I used a new task to explore if patients with semantic dementia could infer the thoughts, beliefs, and feelings of the main characters in humorous cartoon scenarios. Patients were asked to describe why a selection of cartoon scenes were funny and their descriptions were analysed for language that reflected consideration of different mental states, for example “he thinks”, or “she feels”. In the cartoon scene to the left, a correct answer would be something like, “The gentleman thinks he is being held up. The lady is not aware that she is frightening the man.”

A patient with semantic dementia tended to respond as follows, “The woman is hitting the man in the back. He is putting his hands in the air”. These responses indicated that the ability to spontaneously consider the mental state of others was disrupted in semantic dementia. Importantly, I demonstrated that the failure to successfully appreciate the viewpoints of others was not a result of the language difficulties that are typically found in semantic dementia.

Using neuroimaging analysis of structural MRIs, I found that shrinkage of the right temporal lobe of the brain underpinned the theory of mind deficits in semantic dementia. This finding is surprising, as these patients are typified by damage to the left side of the brain. As the disease progresses however, pathology spreads from the left to the right hand side of the brain.
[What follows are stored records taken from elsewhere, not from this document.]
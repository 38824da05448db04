use std::path::PathBuf;

use thiserror::Error;

/// Error surface for the daemon runtime and its client helpers.
#[derive(Debug, Error)]
pub enum DaemonError {
    #[error("I/O error at {path}: {source}")]
    Io {
        path: PathBuf,
        #[source]
        source: std::io::Error,
    },

    #[error("engine error: {0}")]
    Sync(#[from] myinjector_sync::SyncError),

    #[error("JSON error: {0}")]
    Json(#[from] serde_json::Error),

    #[error("channel closed: {0}")]
    ChannelClosed(&'static str),

    #[error("daemon protocol error: {0}")]
    Protocol(String),

    #[error("daemon is not running (socket missing: {socket})")]
    DaemonNotRunning { socket: PathBuf },
}

pub(crate) fn io_err(path: impl Into<PathBuf>, source: std::io::Error) -> DaemonError {
    DaemonError::Io {
        path: path.into(),
        source,
    }
}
The semantic dementia patient displays impairments across multiple domains, beginning with language disruption and gradually progressing to include social dysfunction.

Why is this important?

The findings of this study are unique as they reveal, for the first time, that degeneration of right temporal regions in the brain is associated with social dysfunction in semantic dementia. The right temporal lobes have been consistently implicated in studies of social functioning in healthy individuals.

Our study illuminates the complexity of social cognition and how we achieve sophisticated acts of social inference in our everyday lives. By incorporating brain mapping techniques with new experimental tasks, we can continue to unravel the mystery of mind-reading and build a coherent picture of how humans navigate within the social world.